Fakequant is a common feature in QAT, though it is not strictly tied with QAT. In reality, QAT can also employ real quantization. Fakequant refers to representing and computing low-precision values using high-precision formats—for example, storing int8 values in fp32. This approach sacrifices speed for compatibility, allowing the same kernels to be used across different GPUs and enabling low-precision emulation regardless of hardware support (see the table below).
| GPU generation | Native precisions |
|---|---|
| Volta, Turing | Int4, Int8, FP16 |
| Ampere | Int4, Int8, BF16, FP16 |
| Hopper, Ada Lovelace | Int8, FP8, BF16, FP16 |
| Blackwell | MXFP4, NVFP4, Int8, FP8, MXFP8, etc |
QAT optimizations primarily focus on training data, loss functions, and the design of quantized forward and backward passes, as QAT is less constrained by training speed. Some optimizations, such as stochastic rounding, are shared between QAT and native quantized training. Notable QAT methods include LSQ, QKD, and Data-free LLM-QAT.
While QAT sits at the intersection of training and inference teams, it is generally easier to manage uncertainty, define boundaries, and allocate responsibilities compared to native quantized training. From my experience, QAT has been widely adopted in leading AI labs for both cost savings and accuracy preservation.
DeepSeek V3.1 and GPT-OSS Discussion
With the conceptual framework established above, we can now analyze the quantization approaches used in DeepSeek V3.1 and GPT-OSS.
DeepSeek V3.1 FP8 with UE8M0 scaling: Assuming DeepSeek did not have access to Blackwell GPUs, DeepSeek V3.1 was trained using native FP8 quantized training, supplemented by fakequant UE8M0 scaling factors. Again, fakequant is not exclusive to QAT. Since gradients are quantized, this approach should still be classified as native quantized training.
During FP8 quantization of weights and activations, UE8M0 scaling factors can be generated and stored as FP32 values. Because these scaling factors are small, this fakequant step should be extremely fast and do not impact training speed. The overall training pipeline closely resembles that of V3/R1, while at inference time, the model can take advantage of hardware with native MXFP8 support, such as Blackwell.

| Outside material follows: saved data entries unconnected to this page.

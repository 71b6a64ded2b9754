//! Payloads returned by the dashboard backend.
//!
//! Decode with [`StockApi::send`](crate::api::StockApi::send) when a typed
//! view is wanted; the plain accessors return `serde_json::Value`.

use serde::{Deserialize, Serialize};

#[derive(Debug, Clone, PartialEq, Serialize, Deserialize)]
pub struct DailyStat {
    pub trade_date: String,
    pub total_count: u64,
    pub up_count: f64,
    pub down_count: f64,
    pub flat_count: f64,
    pub avg_up_percent: Option<f64>,
    pub avg_down_percent: Option<f64>,
}

#[derive(Debug, Clone, PartialEq, Serialize, Deserialize)]
pub struct DailySummary {
    pub data: Vec<DailyStat>,
}

#[derive(Debug, Clone, PartialEq, Serialize, Deserialize)]
pub struct ScreenedStock {
    pub ticker: String,
    pub start_price: f64,
    pub end_price: f64,
    pub change_percent: f64,
    pub total_volume: f64,
}

#[derive(Debug, Clone, PartialEq, Serialize, Deserialize)]
pub struct ScreenerPage {
    pub stocks: Vec<ScreenedStock>,
    pub total: u64,
    pub page: u32,
    pub page_size: u32,
}

/// One candle. Moving averages are only present on the daily period.
#[derive(Debug, Clone, PartialEq, Serialize, Deserialize)]
pub struct KLineBar {
    pub trade_date: String,
    pub open_price: f64,
    pub high_price: f64,
    pub low_price: f64,
    pub close_price: f64,
    pub volume: f64,
    #[serde(default)]
    pub ma_1: Option<f64>,
    #[serde(default)]
    pub ma_2: Option<f64>,
    #[serde(default)]
    pub ma_3: Option<f64>,
}

#[derive(Debug, Clone, PartialEq, Serialize, Deserialize)]
pub struct KLineSeries {
    pub data: Vec<KLineBar>,
}

#[derive(Debug, Clone, PartialEq, Serialize, Deserialize)]
pub struct StockList {
    pub stocks: Vec<String>,
}

#[derive(Debug, Clone, PartialEq, Serialize, Deserialize)]
pub struct PricePoint {
    pub date: String,
    pub price: f64,
}

#[derive(Debug, Clone, PartialEq, Serialize, Deserialize)]
pub struct PriceCurve {
    pub data: Vec<PricePoint>,
}
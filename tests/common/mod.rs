use axum::extract::Request;
use axum::Router;
use std::net::SocketAddr;
use std::sync::{Arc, Mutex};

/// Backend stand-in that answers `{}` to everything and remembers the raw
/// request target (`path?query`) of each call.
pub struct RecordingBackend {
    pub addr: SocketAddr,
    seen: Arc<Mutex<Vec<String>>>,
}

impl RecordingBackend {
    pub async fn start() -> Self {
        let seen = Arc::new(Mutex::new(Vec::new()));
        let recorder = seen.clone();

        let app = Router::new().fallback(move |req: Request| {
            let recorder = recorder.clone();
            async move {
                let target = req
                    .uri()
                    .path_and_query()
                    .map(|pq| pq.as_str().to_string())
                    .unwrap_or_default();
                recorder.lock().unwrap().push(target);
                axum::Json(serde_json::json!({}))
            }
        });

        let listener = tokio::net::TcpListener::bind("127.0.0.1:0").await.unwrap();
        let addr = listener.local_addr().unwrap();
        tokio::spawn(async move {
            axum::serve(listener, app).await.unwrap();
        });

        Self { addr, seen }
    }

    pub fn origin(&self) -> String {
        format!("http://{}", self.addr)
    }

    pub fn requests(&self) -> Vec<String> {
        self.seen.lock().unwrap().clone()
    }
}
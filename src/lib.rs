pub mod api;
pub mod config;
pub mod core;
pub mod domain;
pub mod utils;

#[cfg(feature = "cli")]
pub use config::CliConfig;

pub use api::{endpoints::RequestDescriptor, params::QueryParams, StockApi};
pub use config::{build_config::BuildConfig, storage::LocalStorage};
pub use core::builder::{BuildManifest, StaticBuilder};
pub use utils::error::{DashError, Result};
pub mod build_config;
#[cfg(feature = "cli")]
pub mod cli;
pub mod storage;

#[cfg(feature = "cli")]
pub use cli::CliConfig;
// Domain layer: backend payload models and the seams between components.

pub mod model;
pub mod ports;
use crate::utils::error::{DashError, Result};
use regex::Regex;
use std::sync::OnceLock;
use url::Url;

pub trait Validate {
    fn validate(&self) -> Result<()>;
}

pub fn validate_url(field_name: &str, url_str: &str) -> Result<()> {
    if url_str.is_empty() {
        return Err(DashError::InvalidConfigValueError {
            field: field_name.to_string(),
            value: url_str.to_string(),
            reason: "URL cannot be empty".to_string(),
        });
    }

    match Url::parse(url_str) {
        Ok(url) => match url.scheme() {
            "http" | "https" => Ok(()),
            scheme => Err(DashError::InvalidConfigValueError {
                field: field_name.to_string(),
                value: url_str.to_string(),
                reason: format!("Unsupported URL scheme: {}", scheme),
            }),
        },
        Err(e) => Err(DashError::InvalidConfigValueError {
            field: field_name.to_string(),
            value: url_str.to_string(),
            reason: format!("Invalid URL format: {}", e),
        }),
    }
}

pub fn validate_path(field_name: &str, path: &str) -> Result<()> {
    if path.is_empty() {
        return Err(DashError::InvalidConfigValueError {
            field: field_name.to_string(),
            value: path.to_string(),
            reason: "Path cannot be empty".to_string(),
        });
    }

    if path.contains('\0') {
        return Err(DashError::InvalidConfigValueError {
            field: field_name.to_string(),
            value: path.to_string(),
            reason: "Path contains null bytes".to_string(),
        });
    }

    Ok(())
}

pub fn validate_non_empty_string(field_name: &str, value: &str) -> Result<()> {
    if value.trim().is_empty() {
        return Err(DashError::InvalidConfigValueError {
            field: field_name.to_string(),
            value: value.to_string(),
            reason: "Value cannot be empty or whitespace-only".to_string(),
        });
    }
    Ok(())
}

pub fn validate_range<T: PartialOrd + std::fmt::Display + Copy>(
    field_name: &str,
    value: T,
    min: T,
    max: T,
) -> Result<()> {
    if value < min || value > max {
        return Err(DashError::InvalidConfigValueError {
            field: field_name.to_string(),
            value: value.to_string(),
            reason: format!("Value must be between {} and {}", min, max),
        });
    }
    Ok(())
}

fn placeholder_regex() -> &'static Regex {
    static RE: OnceLock<Regex> = OnceLock::new();
    RE.get_or_init(|| Regex::new(r"\[([^\]]*)\]").expect("placeholder regex is valid"))
}

/// Accepts only the `[name]`, `[ext]` and `[extname]` placeholders.
pub fn validate_file_pattern(field_name: &str, pattern: &str) -> Result<()> {
    validate_non_empty_string(field_name, pattern)?;

    for caps in placeholder_regex().captures_iter(pattern) {
        let token = &caps[1];
        if !matches!(token, "name" | "ext" | "extname") {
            return Err(DashError::InvalidConfigValueError {
                field: field_name.to_string(),
                value: pattern.to_string(),
                reason: format!(
                    "Unsupported placeholder [{}]. Allowed placeholders: [name], [ext], [extname]",
                    token
                ),
            });
        }
    }

    if pattern.contains('/') || pattern.contains('\\') {
        return Err(DashError::InvalidConfigValueError {
            field: field_name.to_string(),
            value: pattern.to_string(),
            reason: "Output names are flat; directory separators are not allowed".to_string(),
        });
    }

    Ok(())
}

GPT-OSS weight-only MXFP4: Although OpenAI has not disclosed their MXFP4 quantization recipe, the fact that model activations are not quantized suggests that gradients quantization would be unnecessary. Therefore, GPT-OSS was likely quantized using QAT rather than native MXFP4 training. Moreover, native MXFP4 training would require large deployment of Blackwell GPUs, which was not quite feasible within the release timeframe of GPT-OSS.